In the Vatican II document Gaudium et Spes (The Church in the Modern World), we read:
In every age, the church carries the responsibility of reading the signs of the times and of interpreting them in the light of the Gospel, if it is to carry out its task. In language intelligible to every generation, it should be able to answer the ever recurring questions which people ask about the meaning of this present life and of the life to come, and how one is related to the other. We must be aware of and understand the aspirations, the yearnings, and the often dramatic features of the world in which we live.
While we look forward hopefully to the communications that will come from the current Synod on Synodality, the Documents of Vatican II have everlasting meaning for the Church. Although written in the 1960s, these powerful words hold true today. We are the Church of which the document speaks. We are the ones whom Jesus calls to respond with authentic justice and mercy to the signs of the times. Read the newspaper in that light today. Watch the news in that light. Meet your brothers and sisters in that light today.
Poetry: The Right Thing – Theodore Roethke
Let others probe the mystery if they can. Time-harried prisoners of Shall and Will — The right thing happens to the happy man.
The bird flies out, the bird flies back again; The hill becomes the valley, and is still; Let others delve that mystery if they can.
God bless the roots! Body and soul are one! The small become the great, the great the small; The right thing happens to the happy man.
Child of the dark, he can outleap the sun, His being single, and that being all: The right thing happens to the happy man.
Or he sits still, a solid figure when The self-destructive shake the common wall; Takes to himself what mystery he can,
And, praising change as the slow night comes on, Wills what he would surrendering his will Till mystery is no more: No more he can. The right thing happens to the happy man.
Music: The Times They Are A’changin’ – Bob Dylan whose songs in the 50s and 60sbecame anthems for the Civil Rights and anti-war movements. His lyrics during this period incorporated a wide range of political, social, philosophical, and literary influences, defied popular music conventions and appealed to the burgeoning counterculture. (Wikipedia) (Ah, it was a good time to be young!)
The Swedish Academy awarded Dylan the 2016 Nobel Prize inLiterature “for having created new poetic expressions within the great American song tradition.
Today, in God’s Lavish Mercy, Jesus says he has come to set fire on the earth! He says that, because of him, there will not be peace but division, setting households against one another. It’s not a comforting Gospel.

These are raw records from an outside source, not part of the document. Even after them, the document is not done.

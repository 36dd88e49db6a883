// Monthly variance domain model
use serde::Deserialize;
use std::fmt;

/// Reference temperature (°C) the dataset's variances are measured against.
pub const DEFAULT_BASELINE_TEMPERATURE: f64 = 8.66;

/// One month of one year, as delivered by the dataset.
#[derive(Debug, Clone, Copy, PartialEq, Deserialize)]
pub struct VarianceRecord {
    pub year: i32,
    pub month: u8,
    pub variance: f64,
}

impl VarianceRecord {
    pub fn new(year: i32, month: u8, variance: f64) -> Self {
        Self {
            year,
            month,
            variance,
        }
    }

    pub fn month_name(&self) -> Option<Month> {
        Month::from_number(self.month)
    }
}

/// The fetched dataset. `base_temperature` is whatever the source advertised, if anything.
#[derive(Debug, Clone, PartialEq, Default)]
pub struct VarianceDataset {
    pub base_temperature: Option<f64>,
    pub records: Vec<VarianceRecord>,
}

/// The single place baseline and variance are combined.
pub fn actual_temperature(baseline: f64, record: &VarianceRecord) -> f64 {
    baseline + record.variance
}

#[derive(Debug, Clone, Copy, PartialEq, Eq, Hash)]
pub enum Month {
    January,
    February,
    March,
    April,
    May,
    June,
    July,
    August,
    September,
    October,
    November,
    December,
}

impl Month {
    pub const ALL: [Month; 12] = [
        Month::January,
        Month::February,
        Month::March,
        Month::April,
        Month::May,
        Month::June,
        Month::July,
        Month::August,
        Month::September,
        Month::October,
        Month::November,
        Month::December,
    ];

    /// Calendar month number, 1 = January.
    pub fn from_number(number: u8) -> Option<Self> {
        match number {
            1..=12 => Some(Self::ALL[usize::from(number) - 1]),
            _ => None,
        }
    }

    pub fn number(self) -> u8 {
        self as u8 + 1
    }

    pub fn name(self) -> &'static str {
        match self {
            Month::January => "January",
            Month::February => "February",
            Month::March => "March",
            Month::April => "April",
            Month::May => "May",
            Month::June => "June",
            Month::July => "July",
            Month::August => "August",
            Month::September => "September",
            Month::October => "October",
            Month::November => "November",
            Month::December => "December",
        }
    }
}

impl fmt::Display for Month {
    fn fmt(&self, f: &mut fmt::Formatter<'_>) -> fmt::Result {
        f.write_str(self.name())
    }
}

/// Inclusive `[min, max]` of a non-empty sequence.
#[derive(Debug, Clone, Copy, PartialEq)]
pub struct Extent<T> {
    pub min: T,
    pub max: T,
}

impl<T: PartialOrd + Copy> Extent<T> {
    /// Returns `None` for an empty iterator. Incomparable values (NaN) are skipped.
    pub fn of<I>(values: I) -> Option<Self>
    where
        I: IntoIterator<Item = T>,
    {
        let mut extent: Option<Self> = None;
        for value in values {
            if value.partial_cmp(&value).is_none() {
                continue;
            }
            extent = Some(match extent {
                None => Self {
                    min: value,
                    max: value,
                },
                Some(e) => Self {
                    min: if value < e.min { value } else { e.min },
                    max: if value > e.max { value } else { e.max },
                },
            });
        }
        extent
    }
}

pub fn year_extent(records: &[VarianceRecord]) -> Option<Extent<i32>> {
    Extent::of(records.iter().map(|r| r.year))
}

pub fn temperature_extent(baseline: f64, records: &[VarianceRecord]) -> Option<Extent<f64>> {
    Extent::of(records.iter().map(|r| actual_temperature(baseline, r)))
}

#[cfg(test)]
mod tests {
    use super::*;

    #[test]
    fn test_actual_temperature() {
        let cold = VarianceRecord::new(2000, 1, -1.5);
        let warm = VarianceRecord::new(2000, 2, 0.5);

        assert!((actual_temperature(DEFAULT_BASELINE_TEMPERATURE, &cold) - 7.16).abs() < 1e-9);
        assert!((actual_temperature(DEFAULT_BASELINE_TEMPERATURE, &warm) - 9.16).abs() < 1e-9);
    }

    #[test]
    fn test_month_numbers() {
        assert_eq!(Month::from_number(1), Some(Month::January));
        assert_eq!(Month::from_number(12), Some(Month::December));
        assert_eq!(Month::from_number(0), None);
        assert_eq!(Month::from_number(13), None);

        for (i, month) in Month::ALL.iter().enumerate() {
            assert_eq!(usize::from(month.number()), i + 1);
        }
        assert_eq!(Month::September.to_string(), "September");
    }

    #[test]
    fn test_extents() {
        let records = vec![
            VarianceRecord::new(1760, 3, 0.2),
            VarianceRecord::new(1753, 1, -1.366),
            VarianceRecord::new(2015, 9, 1.1),
        ];

        let years = year_extent(&records).unwrap();
        assert_eq!(years, Extent { min: 1753, max: 2015 });

        let temps = temperature_extent(8.66, &records).unwrap();
        assert!((temps.min - 7.294).abs() < 1e-9);
        assert!((temps.max - 9.76).abs() < 1e-9);
    }

    #[test]
    fn test_extent_of_empty_is_none() {
        assert!(year_extent(&[]).is_none());
        assert!(temperature_extent(8.66, &[]).is_none());
    }

    #[test]
    fn test_extent_skips_nan() {
        let extent = Extent::of(vec![f64::NAN, 2.0, -1.0]).unwrap();
        assert_eq!(extent.min, -1.0);
        assert_eq!(extent.max, 2.0);
    }
}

“I have come to set the earth on fire, and how I wish it were already blazing! There is a baptism with which I must be baptized, and how great is my anguish until it is accomplished! Do you think that I have come to establish peace on the earth? No, I tell you, but rather division.
Luke 12: 49- 1
We don’t live in a comforting world, do we? We see human beings set against each other in war, political corruption, economic despoiling, human trafficking, ecological crime, and other deeply ingrained systemic abuses.

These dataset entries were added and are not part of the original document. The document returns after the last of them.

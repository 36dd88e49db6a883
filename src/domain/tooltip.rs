// Hover tooltip - visible/hidden state driven by pointer events
use super::format::fixed2;
use super::heatmap::Cell;
use super::variance::Month;

/// Tooltip placement relative to the pointer, in pixels.
pub const POINTER_OFFSET: (f64, f64) = (10.0, -28.0);

#[derive(Debug, Clone, PartialEq)]
pub struct TooltipContent {
    pub year: i32,
    pub month: Month,
    pub temperature: f64,
    pub variance: f64,
}

impl TooltipContent {
    pub fn from_cell(cell: &Cell) -> Self {
        Self {
            year: cell.year,
            month: cell.month,
            temperature: cell.temperature,
            variance: cell.variance,
        }
    }

    pub fn lines(&self) -> [String; 3] {
        [
            format!("{} - {}", self.year, self.month),
            format!("{}°C", fixed2(self.temperature)),
            format!("{}°C", fixed2(self.variance)),
        ]
    }
}

#[derive(Debug, Clone, PartialEq, Default)]
pub enum TooltipState {
    #[default]
    Hidden,
    Visible {
        content: TooltipContent,
        left: f64,
        top: f64,
    },
}

impl TooltipState {
    /// Pointer entered `cell` at page coordinates `pointer`.
    ///
    /// Replaces whatever was shown before; there is no memory of earlier cells.
    pub fn hover(&mut self, cell: &Cell, pointer: (f64, f64)) {
        *self = TooltipState::Visible {
            content: TooltipContent::from_cell(cell),
            left: pointer.0 + POINTER_OFFSET.0,
            top: pointer.1 + POINTER_OFFSET.1,
        };
    }

    pub fn exit(&mut self) {
        *self = TooltipState::Hidden;
    }

    pub fn is_visible(&self) -> bool {
        matches!(self, TooltipState::Visible { .. })
    }

    /// Year the tooltip is tagged with while visible.
    pub fn year(&self) -> Option<i32> {
        match self {
            TooltipState::Visible { content, .. } => Some(content.year),
            TooltipState::Hidden => None,
        }
    }
}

Pope John Paul II in his encyclical EVANGELIUM VITAE refers to these realities as a “culture of death”.
Some threats come from nature itself, but they are made worse by the culpable indifference and negligence of those who could in some cases remedy them. Others are the result of situations of violence, hatred and conflicting interests, which lead people to attack others through murder, war, slaughter and genocide.

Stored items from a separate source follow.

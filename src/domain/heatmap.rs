// Heatmap render model - the data-to-visual pipeline
use super::color::Rgb;
use super::format::fixed2;
use super::scale::{BandScale, LinearScale, SequentialScale};
use super::variance::{
    Extent, Month, VarianceRecord, actual_temperature, temperature_extent, year_extent,
};
use thiserror::Error;

pub const LEGEND_POINTS: usize = 6;
pub const LEGEND_SWATCH_WIDTH: f64 = 40.0;
pub const LEGEND_SWATCH_HEIGHT: f64 = 20.0;
pub const LEGEND_PITCH: f64 = 50.0;
pub const X_TICK_COUNT: usize = 10;

const TICK_SIZE: f64 = 6.0;
const TICK_PADDING: f64 = 3.0;
const AXIS_OFFSET: f64 = 0.5;

#[derive(Debug, Error, PartialEq)]
pub enum HeatmapError {
    #[error("at least one variance record is required to build a heatmap")]
    EmptyDataset,
    #[error("record for {year} has month {month}, expected 1-12")]
    MonthOutOfRange { year: i32, month: u8 },
}

/// Browser-like viewport the chart is laid out in.
#[derive(Debug, Clone, Copy, PartialEq)]
pub struct Viewport {
    pub width: f64,
    pub height: f64,
    pub padding: f64,
}

impl Viewport {
    pub fn new(width: f64, height: f64, padding: f64) -> Self {
        Self {
            width,
            height,
            padding,
        }
    }

    /// Chart size: the viewport less page margins.
    pub fn chart_size(&self) -> (f64, f64) {
        (self.width - 40.0, self.height - 100.0)
    }
}

#[derive(Debug, Clone, PartialEq)]
pub struct Cell {
    pub x: f64,
    pub y: f64,
    pub width: f64,
    pub height: f64,
    pub fill: Rgb,
    pub year: i32,
    pub month: Month,
    pub temperature: f64,
    pub variance: f64,
}

#[derive(Debug, Clone, Copy, PartialEq, Eq)]
pub enum AxisOrient {
    Bottom,
    Left,
}

#[derive(Debug, Clone, PartialEq)]
pub struct Tick {
    /// Position along the axis, half-pixel offset included.
    pub position: f64,
    pub label: String,
}

#[derive(Debug, Clone, PartialEq)]
pub struct Axis {
    pub id: &'static str,
    pub orient: AxisOrient,
    pub translate: (f64, f64),
    pub range: (f64, f64),
    pub ticks: Vec<Tick>,
}

impl Axis {
    pub fn tick_size(&self) -> f64 {
        TICK_SIZE
    }

    /// Distance from the axis line to the tick label.
    pub fn label_offset(&self) -> f64 {
        TICK_SIZE + TICK_PADDING
    }

    /// Outline of the axis line including its end ticks.
    pub fn domain_path(&self) -> String {
        let r0 = self.range.0 + AXIS_OFFSET;
        let r1 = self.range.1 + AXIS_OFFSET;
        match self.orient {
            AxisOrient::Bottom => format!(
                "M{r0},{TICK_SIZE}V{AXIS_OFFSET}H{r1}V{TICK_SIZE}"
            ),
            AxisOrient::Left => {
                let k = -TICK_SIZE;
                format!("M{k},{r0}H{AXIS_OFFSET}V{r1}H{k}")
            }
        }
    }
}

#[derive(Debug, Clone, PartialEq)]
pub struct AxisTitle {
    pub text: &'static str,
    pub x: f64,
    pub y: f64,
    /// Rotation in degrees applied around the origin before placement.
    pub rotate: Option<f64>,
}

#[derive(Debug, Clone, PartialEq)]
pub struct LegendEntry {
    pub temperature: f64,
    pub fill: Rgb,
}

impl LegendEntry {
    pub fn label(&self) -> String {
        format!("{}°C", fixed2(self.temperature))
    }
}

#[derive(Debug, Clone, PartialEq)]
pub struct Legend {
    pub translate: (f64, f64),
    pub entries: Vec<LegendEntry>,
}

impl Legend {
    pub fn swatch_x(index: usize) -> f64 {
        index as f64 * LEGEND_PITCH
    }

    pub fn label_position(index: usize) -> (f64, f64) {
        (Self::swatch_x(index) + LEGEND_SWATCH_WIDTH / 2.0, 35.0)
    }
}

/// Everything needed to draw the chart, produced in one pass.
#[derive(Debug, Clone)]
pub struct Heatmap {
    pub width: f64,
    pub height: f64,
    pub baseline: f64,
    pub years: Extent<i32>,
    pub temperatures: Extent<f64>,
    pub x_scale: LinearScale,
    pub y_scale: BandScale<Month>,
    pub color_scale: SequentialScale,
    pub cells: Vec<Cell>,
    pub x_axis: Axis,
    pub y_axis: Axis,
    pub titles: Vec<AxisTitle>,
    pub legend: Legend,
}

impl Heatmap {
    pub fn build(
        records: &[VarianceRecord],
        baseline: f64,
        viewport: Viewport,
    ) -> Result<Self, HeatmapError> {
        let (width, height) = viewport.chart_size();
        let padding = viewport.padding;

        let years = year_extent(records).ok_or(HeatmapError::EmptyDataset)?;
        let temperatures =
            temperature_extent(baseline, records).ok_or(HeatmapError::EmptyDataset)?;

        let x_scale = LinearScale::new(
            (f64::from(years.min), f64::from(years.max)),
            (padding, width - padding),
        );
        let y_scale = BandScale::new(Month::ALL.to_vec(), (padding, height - padding));
        let color_scale = SequentialScale::warm_red(temperatures);

        let cell_width = (width - 2.0 * padding) / f64::from(years.max - years.min + 1);
        let cell_height = y_scale.bandwidth();

        let cells = records
            .iter()
            .map(|record| {
                let month = record
                    .month_name()
                    .ok_or(HeatmapError::MonthOutOfRange {
                        year: record.year,
                        month: record.month,
                    })?;
                let y = y_scale
                    .apply(&month)
                    .ok_or(HeatmapError::MonthOutOfRange {
                        year: record.year,
                        month: record.month,
                    })?;
                let temperature = actual_temperature(baseline, record);
                Ok(Cell {
                    x: x_scale.apply(f64::from(record.year)),
                    y,
                    width: cell_width,
                    height: cell_height,
                    fill: color_scale.apply(temperature),
                    year: record.year,
                    month,
                    temperature,
                    variance: record.variance,
                })
            })
            .collect::<Result<Vec<_>, HeatmapError>>()?;

        tracing::debug!(
            cells = cells.len(),
            first_year = years.min,
            last_year = years.max,
            min_temperature = temperatures.min,
            max_temperature = temperatures.max,
            "built heatmap cells"
        );

        let x_axis = Axis {
            id: "x-axis",
            orient: AxisOrient::Bottom,
            translate: (0.0, height - padding),
            range: x_scale.range(),
            ticks: x_scale
                .ticks(X_TICK_COUNT)
                .into_iter()
                .map(|value| Tick {
                    position: x_scale.apply(value) + AXIS_OFFSET,
                    label: format_year(value),
                })
                .collect(),
        };

        let band_center = (y_scale.bandwidth() - 2.0 * AXIS_OFFSET).max(0.0) / 2.0;
        let y_axis = Axis {
            id: "y-axis",
            orient: AxisOrient::Left,
            translate: (padding, 0.0),
            range: y_scale.range(),
            ticks: Month::ALL
                .iter()
                .filter_map(|month| {
                    let start = y_scale.apply(month)?;
                    Some(Tick {
                        position: start + band_center + AXIS_OFFSET,
                        label: month.name().to_string(),
                    })
                })
                .collect(),
        };

        let titles = vec![
            AxisTitle {
                text: "Years",
                x: width / 2.0,
                y: height - 20.0,
                rotate: None,
            },
            AxisTitle {
                text: "Months",
                x: -height / 2.0,
                y: 15.0,
                rotate: Some(-90.0),
            },
        ];

        let legend = Legend {
            translate: (
                (width - LEGEND_POINTS as f64 * LEGEND_PITCH) / 2.0,
                height - padding + 40.0,
            ),
            entries: legend_temperatures(temperatures, LEGEND_POINTS)
                .into_iter()
                .map(|temperature| LegendEntry {
                    temperature,
                    fill: color_scale.apply(temperature),
                })
                .collect(),
        };

        Ok(Self {
            width,
            height,
            baseline,
            years,
            temperatures,
            x_scale,
            y_scale,
            color_scale,
            cells,
            x_axis,
            y_axis,
            titles,
            legend,
        })
    }

    /// Actual temperature for a record, using this chart's baseline.
    pub fn temperature_of(&self, record: &VarianceRecord) -> f64 {
        actual_temperature(self.baseline, record)
    }

    pub fn color_of(&self, record: &VarianceRecord) -> Rgb {
        self.color_scale.apply(self.temperature_of(record))
    }
}

/// `points` evenly spaced samples from `extent.min` to `extent.max` inclusive.
pub fn legend_temperatures(extent: Extent<f64>, points: usize) -> Vec<f64> {
    if points < 2 {
        return vec![extent.min; points];
    }
    let step = (extent.max - extent.min) / (points - 1) as f64;
    (0..points)
        .map(|i| extent.min + i as f64 * step)
        .collect()
}

/// Integer tick label without grouping separators.
fn format_year(value: f64) -> String {
    format!("{}", value.round() as i64)
}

And how can we fail to consider the violence against life done to millions of human beings, especially children, who are forced into poverty, malnutrition and hunger because of an unjust distribution of resources between peoples and between social classes? And what of the violence inherent not only in wars as such but in the scandalous arms trade, which spawns the many armed conflicts which stain our world with blood? What of the spreading of death caused by reckless tampering with the world’s ecological balance, by the criminal spread of drugs, or by the promotion of certain kinds of sexual activity which, besides being morally unacceptable, also involve grave risks to life? It is impossible to catalogue completely the vast array of threats to human life, so many are the forms, whether explicit or hidden, in which they appear today!
Paul says that, through our Baptism, we are called and strengthened to bear witness against such a culture:
But now that you have been freed from sin and have become slaves of God, the benefit that you have leads to sanctification, and its end is eternal life. For the wages of sin is death, but the gift of God is eternal life in Christ Jesus our Lord.
Romans 6:22-23
Every day, each of us has the opportunity to stand up for mercy and justice by the choices we make, the attitudes we affirm, and the values we stand for. But sometimes it’s hard, because doing so can set us against some of the people around and close to us. That’s when the rubber meets the road! Do we belong to Christ, or not?
Poetry: A Blessing – Bob Holmes
May the quiet fire of God’s love arise within you. May its flames of joy and peace Enlighten your steps in this world, And may you be like the burning bush, The presence of God for each other, That holy healing of light of love, The breath of God made manifest In you.
Music: Gabriel’s Oboe – written by Ennio Morricone, played by Hauser
Today, in God’s Lavish Mercy, Paul and Jesus both instruct and challenge their listeners and us.
… thanks be to God that, although you were once slaves of sin, you have become obedient from the heart to the pattern of teaching to which you were entrusted. Freed from sin, you have become slaves of righteousness.
Romans 6:17
Paul wants us to understand that, through our Baptism, we are living in a whole new power for goodness and grace. The world may look the same as it did before we belonged to Christ, but it isn’t.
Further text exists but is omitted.